Frequently Asked Questions
How many grams is 1 tola of gold?
1 tola equals 11.6638038 grams. This is the conventional value in Indian gold markets, historically set at 180 troy grains under the colonial weight system and unchanged since. The jewellers, the lenders, the bullion traders all use the same figure, so that a tola quoted in Delhi weighs the same as a tola quoted in Patna. A tola, for mental arithmetic, is 11.66 grams, which is accurate enough for any household estimate; the full decimal only matters on very large weights.
How many grams is 1 pavan of gold?
8 grams, in most Kerala and Tamil Nadu jewellery markets. That is the standard the large majority of jewellers in both states follow. A smaller number still work on an older convention of 7.5 grams per pavan, which changes a quoted price by over 6% for the same ornament. So the unit is worth confirming with the specific jeweller before comparing quotes. On a bill, the gram figure is what carries legal weight, so checking that the printed grams match the spoken pavan count avoids any gap.
What is the difference between bhori and tola?
Only the name. Both represent 11.6638 grams; bhori is the term used in West Bengal and Odisha, while tola is the word across North India. Some districts say vori for the same unit. Conversions, prices, and weights all work out identically, so a 2-bhori chain and a 2-tola chain contain the same metal. Anyone inheriting jewellery described in one term and dealing with a jeweller who speaks the other can simply swap the words; no arithmetic is involved at all.
How many masha are in 1 tola?
Twelve. 1 tola divides into 12 masha, which puts 1 masha at 0.9720 grams. The unit belongs to older North Indian jewellery trade usage and also appears in traditional gemstone weight contexts, where small fractions matter. Modern bills skip it entirely and print grams.
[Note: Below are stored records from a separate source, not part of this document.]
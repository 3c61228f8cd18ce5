//! Zstd compression pipeline, with support for an optional shared trained dictionary.
//!
//! A [`Compressor`] and a [`Decompressor`] each carry an optional, immutable [`Dictionary`]
//! reference. The dictionary is reference-counted so the two can share it without any lifetime
//! relationship between them, keeping the compressor and decompressor sides fully independent.

mod dictionary;
pub use dictionary::Dictionary;

mod level;
pub use level::Level;

use crate::Error;

/// Upper bound on a single decompressed payload, guarding against corrupt or hostile input
/// expanding without bound.
const MAX_DECOMPRESSED_SIZE: usize = u32::MAX as usize;

// -------------------------------------------------------------------------------------------------
//
/// Compresses byte buffers at a configured level, optionally using a shared trained dictionary.
///
/// A read-only dataset cache has no [`Compressor`] at all — compression is a write-path concern,
/// and attempting to write through a read-only handle is a misuse error the caller hits before
/// ever needing one.
#[derive(Clone)]
pub struct Compressor {
    level: Level,
    dictionary: Option<Dictionary>,
}

impl Compressor {
    /// Creates a new compressor at the given level, optionally bound to a trained dictionary.
    #[must_use]
    pub const fn new(level: Level, dictionary: Option<Dictionary>) -> Self {
        Self { level, dictionary }
    }

    /// Compresses a buffer, returning the zstd frame.
    ///
    /// # Errors
    ///
    /// Returns an error if the underlying zstd encoder fails.
    pub fn compress(&self, uncompressed: &[u8]) -> Result<Vec<u8>, Error> {
        match &self.dictionary {
            Some(dictionary) => {
                let mut compressor =
                    zstd::bulk::Compressor::with_dictionary(self.level.get(), dictionary.as_bytes())?;
                Ok(compressor.compress(uncompressed)?)
            },
            None => Ok(zstd::bulk::compress(uncompressed, self.level.get())?),
        }
    }
}

// -------------------------------------------------------------------------------------------------
//
/// Decompresses zstd frames, optionally using a shared trained dictionary.
///
/// Unlike [`Compressor`], every cache handle — read-only or writable — carries a [`Decompressor`],
/// since materializing a stored dataset always requires decompression.
#[derive(Clone)]
pub struct Decompressor {
    dictionary: Option<Dictionary>,
}

impl Decompressor {
    /// Creates a new decompressor, optionally bound to a trained dictionary.
    #[must_use]
    pub const fn new(dictionary: Option<Dictionary>) -> Self {
        Self { dictionary }
    }

    /// Decompresses a zstd frame back to its original bytes.
    ///
    /// # Errors
    ///
    /// Returns an error if the frame is corrupt, was compressed with a different dictionary than
    /// the one configured here, or exceeds [`MAX_DECOMPRESSED_SIZE`].
    pub fn decompress(&self, compressed: &[u8]) -> Result<Vec<u8>, Error> {
        match &self.dictionary {
            Some(dictionary) => {
                let mut decompressor =
                    zstd::bulk::Decompressor::with_dictionary(dictionary.as_bytes())?;
                Ok(decompressor.decompress(compressed, MAX_DECOMPRESSED_SIZE)?)
            },
            None => Ok(zstd::bulk::decompress(compressed, MAX_DECOMPRESSED_SIZE)?),
        }
    }
}

/// Trains a zstd dictionary from a set of sample record bodies.
///
/// Samples should already be in their final on-wire form (i.e. the same JSON bytes that will
/// later be compressed). The returned dictionary is meant to be persisted once, at database
/// creation time, as `info/zdict` — dictionaries are immutable for the life of a database, since
/// rotating one would strand every record already compressed against the old dictionary.
///
/// # Errors
///
/// Returns an error if zstd's dictionary trainer fails (for example, too few or too small samples
/// to produce a dictionary of the requested size).
pub fn train_dictionary<S: AsRef<[u8]>>(
    samples: impl IntoIterator<Item = S>,
    target_size: usize,
) -> Result<Dictionary, Error> {
    let samples: Vec<Vec<u8>> = samples.into_iter().map(|s| s.as_ref().to_vec()).collect();
    let bytes = zstd::dict::from_samples(&samples, target_size)?;
    Ok(Dictionary::from_bytes(bytes))
}

// -------------------------------------------------------------------------------------------------
//
// Tests

#[cfg(test)]
mod tests {
    use super::{Compressor, Decompressor, Level};

    #[test]
    fn round_trips_without_dictionary() {
        let compressor = Compressor::new(Level::default(), None);
        let decompressor = Decompressor::new(None);
        let data = b"hello dataset cache".repeat(64);

        let compressed = compressor.compress(&data).unwrap();
        let decompressed = decompressor.decompress(&compressed).unwrap();
        assert_eq!(decompressed, data);
    }

    #[test]
    fn round_trips_with_dictionary() {
        let samples: Vec<Vec<u8>> = (0..200)
            .map(|i| format!(r#"{{"product":"p{i}","uris":["s3://a/{i}"],"metadata":{{"id":"{i}"}}}}"#).into_bytes())
            .collect();
        let dictionary = super::train_dictionary(samples, 4096).unwrap();

        let compressor = Compressor::new(Level::default(), Some(dictionary.clone()));
        let decompressor = Decompressor::new(Some(dictionary));

        let data = br#"{"product":"p1","uris":["s3://a/1"],"metadata":{"id":"1"}}"#;
        let compressed = compressor.compress(data).unwrap();
        let decompressed = decompressor.decompress(&compressed).unwrap();
        assert_eq!(decompressed, data);
    }

    #[test]
    fn wrong_dictionary_fails_to_decompress() {
        let samples_a: Vec<Vec<u8>> =
            (0..200).map(|i| format!("alpha-sample-record-number-{i}").into_bytes()).collect();
        let samples_b: Vec<Vec<u8>> =
            (0..200).map(|i| format!("beta-sample-record-number-{i}").into_bytes()).collect();

        let dict_a = super::train_dictionary(samples_a, 4096).unwrap();
        let dict_b = super::train_dictionary(samples_b, 4096).unwrap();

        let compressor = Compressor::new(Level::default(), Some(dict_a));
        let decompressor = Decompressor::new(Some(dict_b));

        let compressed = compressor.compress(b"alpha-sample-record-number-1").unwrap();
        match decompressor.decompress(&compressed) {
            Err(_) => {},
            Ok(decompressed) => assert_ne!(decompressed, b"alpha-sample-record-number-1"),
        }
    }
}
If an older family record lists an ornament in tola and masha, converting is quick: multiply the tolas by 11.6638, the mashas by 0.972, and add the two for the gram weight.
How is gold weight measured for a gold loan?
In grams, on a calibrated scale, with the borrower present. The lender first deducts stones and non-gold attachments to reach the net metal weight, then verifies purity, since the loan is calculated on purity-adjusted weight rather than gross weight. RBI's framework then applies the benchmark price and the loan-to-value limit for the loan size. The assay certificate itemises purity, gross and net weight, and deductions, and it is worth reading before signing. Traditional units such as tola or pavan play no part in the official calculation.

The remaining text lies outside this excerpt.